Work as CRA III or CRA II @ INC Research
Description
INC Research is a top-tier therapeutically focused global clinical research organization (CRO) providing a complete range of Phase I – Phase IV clinical development services for the world’s biopharmaceutical companies. We proudly boast 43 of the world’s top 50 pharmaceutical companies as our customers. With approximately 5,000 employees across six continents and experience spanning more than 100 countries, we provide significant scale, scope and expertise to deliver innovative clinical development approaches and strategic alliances that meet the needs of our customers.
Responsibilities
•Maintains timely and effective communication among team members and site staff. Routinely anticipates/identifies potential issues and implements corrective actions independently. Keeps project leadership apprised of team issues, seeking guidance as needed. Demonstrates effective conflict resolution.

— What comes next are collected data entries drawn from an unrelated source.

//! Order types and order book.
//!
//! Resting orders sit in two BTreeMaps keyed so that ascending iteration is
//! best-first on both sides: asks by (price, sequence), bids by (-price, sequence).
//! The sequence number is assigned on insertion, which gives strict FIFO inside a
//! price level even when two orders share a millisecond.

use crate::types::{AccountId, AssetId, MarketId, OrderId, Price, Side, Timestamp};
use rust_decimal::Decimal;
use serde::{Deserialize, Serialize};
use std::collections::BTreeMap;

/// Order time in force options.
#[derive(Debug, Clone, Copy, PartialEq, Eq, Default, Serialize, Deserialize)]
pub enum TimeInForce {
    /// Good till canceled. Remainder rests until filled, canceled or expired.
    #[default]
    GTC,
    /// Immediate or cancel. Fill what is possible, discard the rest.
    IOC,
    /// Fill or kill. Fill entirely in one step or not at all.
    FOK,
    /// Post only. Rejected if any part would take liquidity.
    PostOnly,
}

impl TimeInForce {
    pub fn may_rest(&self) -> bool {
        matches!(self, TimeInForce::GTC | TimeInForce::PostOnly)
    }
}

/// A trading order
#[derive(Debug, Clone, PartialEq, Eq, Serialize, Deserialize)]
pub struct Order {
    pub id: OrderId,
    pub owner: AccountId,
    pub market_id: MarketId,
    pub side: Side,
    /// None = market order
    pub price: Option<Price>,
    pub quantity: Decimal,
    pub quantity_remaining: Decimal,
    /// Time priority inside a price level. Set by the book on insert.
    pub sequence: u64,
    pub created_at: Timestamp,
    pub expiry: Option<Timestamp>,
    pub time_in_force: TimeInForce,
    /// Escrow held for the unfilled remainder.
    pub locked: Decimal,
    pub lock_asset: AssetId,
}

impl Order {
    #[allow(clippy::too_many_arguments)]
    pub fn new(
        id: OrderId,
        owner: AccountId,
        market_id: MarketId,
        side: Side,
        price: Option<Price>,
        quantity: Decimal,
        time_in_force: TimeInForce,
        expiry: Option<Timestamp>,
        created_at: Timestamp,
        lock_asset: AssetId,
    ) -> Self {
        Self {
            id,
            owner,
            market_id,
            side,
            price,
            quantity,
            quantity_remaining: quantity,
            sequence: 0,
            created_at,
            expiry,
            time_in_force,
            locked: Decimal::ZERO,
            lock_asset,
        }
    }

    pub fn is_filled(&self) -> bool {
        self.quantity_remaining.is_zero()
    }

    pub fn filled_quantity(&self) -> Decimal {
        self.quantity - self.quantity_remaining
    }

    pub fn is_expired(&self, now: Timestamp) -> bool {
        self.expiry.is_some_and(|expiry| now >= expiry)
    }

    /// Would this order trade against a resting order at `maker_price`?
    pub fn accepts(&self, maker_price: Price) -> bool {
        match (self.side, self.price) {
            (_, None) => true,
            (Side::Buy, Some(limit)) => maker_price <= limit,
            (Side::Sell, Some(limit)) => maker_price >= limit,
        }
    }

    // share of the escrow that backs `quantity` of the remainder. the last fill
    // takes everything left so no dust stays locked.
    pub fn lock_slice(&self, quantity: Decimal) -> Decimal {
        if quantity >= self.quantity_remaining || self.quantity_remaining.is_zero() {
            self.locked
        } else {
            self.locked * quantity / self.quantity_remaining
        }
    }
}

#[derive(Debug, Clone, Copy, PartialEq, Eq, PartialOrd, Ord, Serialize, Deserialize)]
struct BookKey {
    priority: Decimal,
    sequence: u64,
}

impl BookKey {
    fn new(side: Side, price: Price, sequence: u64) -> Self {
        let priority = match side {
            Side::Buy => -price.value(),
            Side::Sell => price.value(),
        };
        Self { priority, sequence }
    }
}

/// Aggregated depth at one price.
#[derive(Debug, Clone, PartialEq, Eq, Serialize, Deserialize)]
pub struct PriceLevel {
    pub price: Price,
    pub total_quantity: Decimal,
    pub order_count: usize,
}

#[derive(Debug, Clone, PartialEq, Eq, thiserror::Error)]
pub enum BookError {
    #[error("Market order {0:?} cannot rest on the book")]
    MarketOrderCannotRest(OrderId),

    #[error("Order {0:?} already on the book")]
    DuplicateOrder(OrderId),
}

/// Central limit order book for one market.
#[derive(Debug, Clone, Serialize, Deserialize)]
pub struct OrderBook {
    pub market_id: MarketId,
    bids: BTreeMap<BookKey, Order>,
    asks: BTreeMap<BookKey, Order>,
    index: BTreeMap<OrderId, (Side, BookKey)>,
    next_sequence: u64,
}

impl OrderBook {
    pub fn new(market_id: MarketId) -> Self {
        Self {
            market_id,
            bids: BTreeMap::new(),
            asks: BTreeMap::new(),
            index: BTreeMap::new(),
            next_sequence: 1,
        }
    }

    fn side_map(&self, side: Side) -> &BTreeMap<BookKey, Order> {
        match side {
            Side::Buy => &self.bids,
            Side::Sell => &self.asks,
        }
    }

    fn side_map_mut(&mut self, side: Side) -> &mut BTreeMap<BookKey, Order> {
        match side {
            Side::Buy => &mut self.bids,
            Side::Sell => &mut self.asks,
        }
    }

    pub fn best_bid(&self) -> Option<Price> {
        self.bids.values().next().and_then(|o| o.price)
    }

    pub fn best_ask(&self) -> Option<Price> {
        self.asks.values().next().and_then(|o| o.price)
    }

    pub fn peek_top(&self, side: Side) -> Option<Price> {
        match side {
            Side::Buy => self.best_bid(),
            Side::Sell => self.best_ask(),
        }
    }

    pub fn mid_price(&self) -> Option<Price> {
        match (self.best_bid(), self.best_ask()) {
            (Some(bid), Some(ask)) => Price::new((bid.value() + ask.value()) / Decimal::TWO),
            _ => None,
        }
    }

    pub fn spread(&self) -> Option<Decimal> {
        match (self.best_bid(), self.best_ask()) {
            (Some(bid), Some(ask)) => Some(ask.value() - bid.value()),
            _ => None,
        }
    }

    /// Insert a resting order. Assigns its time priority.
    pub fn insert(&mut self, mut order: Order) -> Result<u64, BookError> {
        let price = order.price.ok_or(BookError::MarketOrderCannotRest(order.id))?;
        if self.index.contains_key(&order.id) {
            return Err(BookError::DuplicateOrder(order.id));
        }

        let sequence = self.next_sequence;
        self.next_sequence += 1;
        order.sequence = sequence;

        let side = order.side;
        let key = BookKey::new(side, price, sequence);
        self.index.insert(order.id, (side, key));
        self.side_map_mut(side).insert(key, order);
        Ok(sequence)
    }

    pub fn remove(&mut self, order_id: OrderId) -> Option<Order> {
        let (side, key) = self.index.remove(&order_id)?;
        self.side_map_mut(side).remove(&key)
    }

    pub fn get(&self, order_id: OrderId) -> Option<&Order> {
        let (side, key) = self.index.get(&order_id)?;
        self.side_map(*side).get(key)
    }

    pub(crate) fn get_mut(&mut self, order_id: OrderId) -> Option<&mut Order> {
        let (side, key) = *self.index.get(&order_id)?;
        self.side_map_mut(side).get_mut(&key)
    }

    pub fn contains(&self, order_id: OrderId) -> bool {
        self.index.contains_key(&order_id)
    }

    /// Resting orders on `side`, best price first, FIFO within a price.
    pub fn iter_side(&self, side: Side) -> impl Iterator<Item = &Order> {
        self.side_map(side).values()
    }

    pub fn top(&self, side: Side, depth: usize) -> Vec<&Order> {
        self.iter_side(side).take(depth).collect()
    }

    pub fn levels(&self, side: Side, max_levels: usize) -> Vec<PriceLevel> {
        let mut levels: Vec<PriceLevel> = Vec::new();

        for order in self.iter_side(side) {
            let Some(price) = order.price else { continue };
            let same_level = levels.last().is_some_and(|l| l.price == price);
            if !same_level {
                if levels.len() >= max_levels {
                    break;
                }
                levels.push(PriceLevel {
                    price,
                    total_quantity: Decimal::ZERO,
                    order_count: 0,
                });
            }
            if let Some(level) = levels.last_mut() {
                level.total_quantity += order.quantity_remaining;
                level.order_count += 1;
            }
        }

        levels
    }

    pub fn expired_orders(&self, now: Timestamp) -> Vec<OrderId> {
        self.bids
            .values()
            .chain(self.asks.values())
            .filter(|o| o.is_expired(now))
            .map(|o| o.id)
            .collect()
    }

    pub fn order_ids(&self) -> Vec<OrderId> {
        self.index.keys().copied().collect()
    }

    /// Best bid >= best ask. Must never be observable after a commit.
    pub fn is_crossed(&self) -> bool {
        match (self.best_bid(), self.best_ask()) {
            (Some(bid), Some(ask)) => bid >= ask,
            _ => false,
        }
    }

    pub fn order_count(&self) -> usize {
        self.bids.len() + self.asks.len()
    }

    pub fn is_empty(&self) -> bool {
        self.bids.is_empty() && self.asks.is_empty()
    }
}

/// An execution between a resting maker and an incoming taker.
#[derive(Debug, Clone, PartialEq, Eq, Serialize, Deserialize)]
pub struct Fill {
    pub market_id: MarketId,
    pub maker_order_id: OrderId,
    pub maker: AccountId,
    pub taker_order_id: OrderId,
    pub taker: AccountId,
    pub taker_side: Side,
    pub price: Price,
    pub quantity: Decimal,
    pub taker_fee: Decimal,
    /// negative = rebate
    pub maker_fee: Decimal,
    pub timestamp: Timestamp,
}

impl Fill {
    pub fn notional(&self) -> Decimal {
        self.quantity * self.price.value()
    }
}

•Assures compliance with local regulations, Code of Federal Regulations (CFR)/ International Conference of Harmonization (ICH) and GCP guidelines, and Company and Sponsor SOPs. Maintains current regulatory documentation according to Essential Regulatory Document Guidelines and Trial Master File (TMF) Plan. Participates in TMF and on-site audits as requested. Responds to less complex findings without oversight and may require guidance to respond to more complex/serious findings. May be responsible for submission of regulatory packages to ethics committees and/or competent authorities.

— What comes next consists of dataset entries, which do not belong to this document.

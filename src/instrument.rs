// 14.0: instrument shapes. one tagged enum instead of a trait per product so that
// margin, funding and settlement each branch on the kind in one visible match.
// 14.1 has payoffs, 14.2 barrier touch detection.

use crate::types::{Price, Timestamp};
use rust_decimal::Decimal;
use serde::{Deserialize, Serialize};

#[derive(Debug, Clone, Copy, PartialEq, Eq, Serialize, Deserialize)]
pub enum OptionType {
    Call,
    Put,
}

#[derive(Debug, Clone, Copy, PartialEq, Eq, Serialize, Deserialize)]
pub enum BarrierKind {
    /// knocked out once the underlying trades at or above the level
    UpAndOut,
    /// only pays if the underlying reached the level
    UpAndIn,
    DownAndOut,
    DownAndIn,
}

#[derive(Debug, Clone, Copy, PartialEq, Eq, Serialize, Deserialize)]
pub struct Barrier {
    pub level: Price,
    pub kind: BarrierKind,
}

impl Barrier {
    // 14.2: inclusive. touching the level counts.
    pub fn touched_by(&self, underlying: Price) -> bool {
        match self.kind {
            BarrierKind::UpAndOut | BarrierKind::UpAndIn => underlying >= self.level,
            BarrierKind::DownAndOut | BarrierKind::DownAndIn => underlying <= self.level,
        }
    }

    pub fn is_knock_out(&self) -> bool {
        matches!(self.kind, BarrierKind::UpAndOut | BarrierKind::DownAndOut)
    }
}

#[derive(Debug, Clone, PartialEq, Eq, Serialize, Deserialize)]
pub enum InstrumentKind {
    /// Immediate exchange of base for quote. No positions, no margin.
    Spot,
    /// Open-ended future kept near the index by periodic funding.
    Perpetual,
    /// Dated future, cash settled against the underlying at expiry.
    Future { expiry: Timestamp },
    /// European option on the underlying, optionally barrier dependent.
    /// Order prices are premiums; there is no pricing model.
    Option {
        expiry: Timestamp,
        strike: Price,
        option_type: OptionType,
        barrier: Option<Barrier>,
    },
}

impl InstrumentKind {
    pub fn expiry(&self) -> Option<Timestamp> {
        match self {
            InstrumentKind::Spot | InstrumentKind::Perpetual => None,
            InstrumentKind::Future { expiry } => Some(*expiry),
            InstrumentKind::Option { expiry, .. } => Some(*expiry),
        }
    }

    pub fn is_spot(&self) -> bool {
        matches!(self, InstrumentKind::Spot)
    }

    pub fn is_perpetual(&self) -> bool {
        matches!(self, InstrumentKind::Perpetual)
    }

    pub fn barrier(&self) -> Option<&Barrier> {
        match self {
            InstrumentKind::Option { barrier, .. } => barrier.as_ref(),
            _ => None,
        }
    }

    // 14.1: per-unit value of one contract given the underlying price.
    // futures track the underlying one to one, options pay intrinsic value.
    pub fn value_at(&self, underlying: Price, barrier_touched: bool) -> Decimal {
        match self {
            InstrumentKind::Spot | InstrumentKind::Perpetual | InstrumentKind::Future { .. } => {
                underlying.value()
            }
            InstrumentKind::Option {
                strike,
                option_type,
                barrier,
                ..
            } => {
                let vanilla = intrinsic_value(*option_type, *strike, underlying);
                match barrier {
                    None => vanilla,
                    Some(b) if b.is_knock_out() => {
                        if barrier_touched {
                            Decimal::ZERO
                        } else {
                            vanilla
                        }
                    }
                    Some(_) => {
                        if barrier_touched {
                            vanilla
                        } else {
                            Decimal::ZERO
                        }
                    }
                }
            }
        }
    }

    pub fn label(&self) -> &'static str {
        match self {
            InstrumentKind::Spot => "spot",
            InstrumentKind::Perpetual => "perpetual",
            InstrumentKind::Future { .. } => "future",
            InstrumentKind::Option { barrier: None, .. } => "option",
            InstrumentKind::Option { barrier: Some(_), .. } => "barrier-option",
        }
    }
}

pub fn intrinsic_value(option_type: OptionType, strike: Price, underlying: Price) -> Decimal {
    let diff = match option_type {
        OptionType::Call => underlying.value() - strike.value(),
        OptionType::Put => strike.value() - underlying.value(),
    };
    diff.max(Decimal::ZERO)
}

•Responsible for site management and site staff performance including: monitors all types of clinical trials; participates in all types of site visits; assures compliance with all protocol requirements; assures effective patient identification and recruitment plan is in place; assures timely reporting of Adverse Events (AEs)/Serious Adverse Events (SAEs) and protocol violations; ensures proper storage, dispensation, and accountability of all Investigational Product(s) and trial-related materials; regularly reviews the status of the contents of the site regulatory binder; exhibits effective time management skills; may perform training visits with less experienced CRAs; and may perform assessment of less experienced CRAs during the sign-off visits.
•Performs source data verification according to contractual requirements. Assures timely completion and submission of Case Report Forms according to Clinical Monitoring Plan and/or Data Management Plan. Assures timely and accurate completion of Data Clarification Forms. Proficient with multiple data capture systems/methodologies in course of monitoring. Performs clinical data listings reviews as needed.
•Completes and submits reports according to SOP/Works Instructions (WI) or Sponsor requirements requiring minimal revisions. Maintains awareness of key study performance indicators for own sites, e.g. Telephone Communications Reports, patient enrollment, and SAEs. Updates study and patient status information and serves as Clinical Trial Management System resource for Project Manager (PM)/Lead CRA. Tracks Investigator payments/milestones. Documents and tracks the resolution of all outstanding site-specific protocol-related issues from visit to visit.
•Prepares for and attends Investigator meetings. May attend Customer and Business Development meetings. May present materials, as requested. Assists with the preparation of study start-up materials and tools, as requested. Attends clinical monitoring staff meetings, project team meetings, clinical committees, and clinical training sessions according to the project communication, monitoring, and/or training plans.
Qualifications
Requirements:
•Bachelor Degree in Science, Nursing or health care field.